FİLİZ SOYDAŞ
Mahir Çavuş | ÖYKÜ |
“Hey gidi Mahir Çavuş hey!” dedi yaşlı adam tren garında yolcusunu beklerken. Sonra yanında oturan delikanlıya bakarak devam etti. “Kaç köyde namı vardır Mahir Çavuş’un bilir misin?”
“Bilmem ki emmi. Ben burada askerim. Benim memleket Çanakkale.”
“Sus da beni dinle!” diye payladı.
Beklemediği bu azardan sonra delikanlı şaşırıp kaldı.
“Kusura kalma evladım; arada böyle delleniveriyom. Benim şeker yüksekte yine.”
“Yok, emmi estağfurullah. Kusur bende. Pek merak ediverdim sizin Mahir Çavuş’u. Anlat hele.”
“Mahir Çavuş, bizim köyün, gözünü budaktan sakınmayan delikanlılarındandı. Babasını altı yaşındayken kaybetti. Öleceğini bilse haksızlığa gelemezdi. Benim toruna sevdalanmış. Yolladı anasını, birkaç ihtiyar bacıyla beraber, kızı istemeye. Allah var bizim oğlan da gelin verecekti kızı ama oğlan daha askere gitmemişti o vakit. Bana danıştılar. ‘Ben pek severim kendisini. Hele bir askere gidip gelsin.’ dedim. Mahir bunu duyunca ayaklandı. ‘Giderim elbet askere, hemen giderim!’
‘Yüzük takalım da öyle gitsin bizim oğlan.’ dedi anası. Çıkışıverdim o an. ‘Olmaz efendim! Hayatta olmaz! El demez mi askere gitmemiş oğlana kız verdiler diye.’ O gün de şekerim pek yükseklerdeydi.
Mahir güle oynaya gitti askere. Giderken elimizi öpmeye geldi. Zati severdim, iyice gözüme girdi o gün.
Neyse efendim lafı çok uzatmayayım. Mahir ile beraber yan köyden biri daha gitti askere. Aynı tabura düşmüşler. Çelimsiz, fukara bir çocuktu. Bizim Mahir koruyup kollamış garibi. Bundan beş gün evvel geldi bizim köye. Mahir’in yaşlı ana ve babasının elini öptü. Mahir’in başına gelenleri bize de o anlattı. Yani Mahir’in neden geri dönemeyeceğini…”
Asker delikanlı sanki Mahir’i tanıyormuş gibi yutkunup sordu. “Mahir Çavuş dönmedi mi?”
“Ya hu lafımı kesme! Diyeceğimi unutturma bana! Nerde kalmıştık? Mahir Çavuş bir gün komutanı ile bir köye gitmiş. İki köylü arasında bir mesele varmış. Komutana vakıayı anlatırlarken Mahir de pür dikkat dinlemekteymiş. İki köylüden biri köyün en zenginiymiş; hem de ağanın has adamlarındanmış. Parasıyla nüfuzunun verdiği güce güvenerek yukarıdan yukarıdan konuşunca bizimki gerilmeye başlamış. Diğer köylü kendini müdafaa edememiş o an. Nihayetinde gariban köylü el el üstüne koyup başını eğmiş. Diğeri zafer kazanmış edasıyla böbürlenmiş. ‘Buyurun bizim eve gidelim de meseleyi konuşmaya orada devam edelim. Hem de size ikramda bulunayım.’ deyince, bizim oğlan elini kaldırıp var gücüyle o zalim adama bas etmiş tokadı. Askerdeyken dokunamamış, teskereyi alıp buraya dönerken yolunu kesmiş, yediği tokadı hazmedemeyen adam. Tam beş el peş peşe ateş etmiş. Orada can vermiş bizim Mahir Çavuş. İşte böyle evladım…”

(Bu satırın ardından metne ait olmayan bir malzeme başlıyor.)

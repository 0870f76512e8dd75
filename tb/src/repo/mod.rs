//! Repository contract and the in-memory store
//!
//! Repositories own the entity records. The core only depends on the
//! [`Repository`] trait; [`MemoryRepository`] is the process-local
//! implementation used by the binary and the tests.

mod error;
mod memory;

use std::sync::Arc;

use async_trait::async_trait;

use crate::domain::{Entity, Task, Team, User};

pub use error::{RepoError, RepoResult};
pub use memory::MemoryRepository;

/// CRUD contract per entity type
#[async_trait]
pub trait Repository<T: Entity>: Send + Sync {
    /// Persist a new record; an empty id is replaced by a generated one
    async fn create(&self, record: T) -> RepoResult<T>;

    /// `Ok(None)` when no row has this id
    async fn find_by_id(&self, id: &str) -> RepoResult<Option<T>>;

    /// Rows for the ids that exist, in no particular order
    async fn find_many_by_ids(&self, ids: &[String]) -> RepoResult<Vec<T>>;

    /// Replace an existing record
    async fn update(&self, record: T) -> RepoResult<T>;

    /// Remove a record and return it
    async fn delete(&self, id: &str) -> RepoResult<T>;

    /// All records, newest first
    async fn list(&self) -> RepoResult<Vec<T>>;
}

/// The full set of repositories, one per entity type
#[derive(Clone)]
pub struct Repositories {
    pub tasks: Arc<dyn Repository<Task>>,
    pub users: Arc<dyn Repository<User>>,
    pub teams: Arc<dyn Repository<Team>>,
}

impl Repositories {
    /// Repositories backed by process memory
    pub fn in_memory() -> Self {
        Self {
            tasks: Arc::new(MemoryRepository::<Task>::new()),
            users: Arc::new(MemoryRepository::<User>::new()),
            teams: Arc::new(MemoryRepository::<Team>::new()),
        }
    }
}

#[cfg(test)]
mod tests {
    use super::*;

    #[tokio::test]
    async fn test_in_memory_set_keeps_kinds_apart() {
        let repos = Repositories::in_memory();
        let team = repos.teams.create(Team::new("Core")).await.unwrap();
        let user = repos.users.create(User::new("Ann", "ann@example.com")).await.unwrap();

        assert!(repos.users.find_by_id(&team.id).await.unwrap().is_none());
        assert!(repos.teams.find_by_id(&user.id).await.unwrap().is_none());
        assert!(repos.tasks.list().await.unwrap().is_empty());

        let shared = repos.clone();
        assert_eq!(shared.teams.list().await.unwrap().len(), 1);
    }
}
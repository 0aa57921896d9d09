// Copyright (c) 2025 Fabstir
// SPDX-License-Identifier: BUSL-1.1
pub mod docs;
pub mod errors;
pub mod http_server;
pub mod process;
pub mod request_context;
pub mod status;

pub use errors::{ApiError, ErrorResponse};
pub use http_server::{create_app, start_server, AppState, SurfaceState};
pub use process::{process_eye_handler, process_face_handler, process_photo_handler, ProcessParams};
pub use request_context::{RequestContext, REQUEST_ID_HEADER};
pub use status::{status_handler, version_handler, StatusParams};
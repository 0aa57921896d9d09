// Copyright (c) 2025 Fabstir
// SPDX-License-Identifier: BUSL-1.1
//! Cascade detector capability and the face/eye detector pair
//!
//! Detectors are loaded once at startup and shared read-only between requests.
//! A detection call is a single synchronous pass that returns candidate boxes
//! in the backend's emission order, or an empty list when nothing is found.

use image::GrayImage;
use std::path::Path;
use std::sync::Arc;

use super::geometry::Rect;
use super::rustface_backend::RustfaceDetector;
use crate::config::DetectorConfig;

/// Multi-scale scan tuning for a cascade classifier
#[derive(Debug, Clone, Copy, PartialEq)]
pub struct CascadeParams {
    /// Image pyramid step between scan scales
    pub scale_factor: f64,
    /// Smallest box considered, in pixels (square)
    pub min_size: u32,
    /// Overlapping candidates needed to keep a box
    pub min_neighbors: u32,
}

/// Face search over a whole photo
pub const FACE_PARAMS: CascadeParams = CascadeParams {
    scale_factor: 1.1,
    min_size: 45,
    min_neighbors: 3,
};

/// Eye search inside one eye region of a face
pub const EYE_PARAMS: CascadeParams = CascadeParams {
    scale_factor: 1.05,
    min_size: 15,
    min_neighbors: 3,
};

/// Pluggable object detection backend.
///
/// Implementations must be safe to call concurrently from several requests.
pub trait ObjectDetector: Send + Sync {
    /// Detect objects in a grayscale image, boxes in that image's coordinates
    fn detect(&self, gray: &GrayImage) -> Vec<Rect>;

    /// Short backend name for status output
    fn name(&self) -> &'static str;
}

/// Detector for a role that has no model configured
#[derive(Debug, Default, Clone, Copy)]
pub struct NullDetector;

impl ObjectDetector for NullDetector {
    fn detect(&self, _gray: &GrayImage) -> Vec<Rect> {
        Vec::new()
    }

    fn name(&self) -> &'static str {
        "none"
    }
}

/// Error raised while loading a detector model at startup
#[derive(Debug, thiserror::Error)]
pub enum DetectorError {
    #[error("Failed to load {role} model from {path}: {reason}")]
    ModelLoad {
        role: &'static str,
        path: String,
        reason: String,
    },
}

/// The face and eye detectors used by the pipeline
#[derive(Clone)]
pub struct DetectorSet {
    faces: Arc<dyn ObjectDetector>,
    eyes: Arc<dyn ObjectDetector>,
}

impl DetectorSet {
    pub fn new(faces: Arc<dyn ObjectDetector>, eyes: Arc<dyn ObjectDetector>) -> Self {
        Self { faces, eyes }
    }

    /// Detectors that never find anything
    pub fn none() -> Self {
        Self::new(Arc::new(NullDetector), Arc::new(NullDetector))
    }

    /// Load both detectors from their model files
    pub fn load(config: &DetectorConfig) -> Result<Self, DetectorError> {
        let faces = load_role("face", config.face_model_path.as_deref(), FACE_PARAMS)?;
        let eyes = load_role("eye", config.eye_model_path.as_deref(), EYE_PARAMS)?;
        Ok(Self { faces, eyes })
    }

    pub fn detect_faces(&self, gray: &GrayImage) -> Vec<Rect> {
        self.faces.detect(gray)
    }

    pub fn detect_eyes(&self, gray_region: &GrayImage) -> Vec<Rect> {
        self.eyes.detect(gray_region)
    }

    /// Backend names, face detector first
    pub fn backend_names(&self) -> (&'static str, &'static str) {
        (self.faces.name(), self.eyes.name())
    }
}

fn load_role(
    role: &'static str,
    path: Option<&Path>,
    params: CascadeParams,
) -> Result<Arc<dyn ObjectDetector>, DetectorError> {
    let Some(path) = path else {
        tracing::warn!("⚠️ No {} model configured, {} detection disabled", role, role);
        return Ok(Arc::new(NullDetector));
    };

    let detector = RustfaceDetector::from_file(path, params).map_err(|reason| {
        DetectorError::ModelLoad {
            role,
            path: path.display().to_string(),
            reason,
        }
    })?;

    tracing::info!("✅ {} detector loaded from {}", role, path.display());
    Ok(Arc::new(detector))
}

Dinledikleri delikanlıyı çok etkiledi. Yaşlı adamın acısını yüzünden okumakta hiç zorlanmadı.“Sahi emmi sen burada kimin yolunu gözlersin?” diye sorduğu sırada trenin sesini duydular. Bastonuna dayanarak ayağa kalkan yaşlı adam cevapladı.“Mahir Çavuş’un…”
Kara tren, kara bir acı getirmişti beraberinde. Vagonun kapısı açılınca, eski bir tabutu kucaklamış iki adam çıktı. Yaşlı adam askere dönüp, “Evladım bizim Mahir Çavuş’a bir Fatiha okuyuver.” dedi. Sonra ikisi aynı anda gözyaşlarını silmek için mendil aradı cebinde.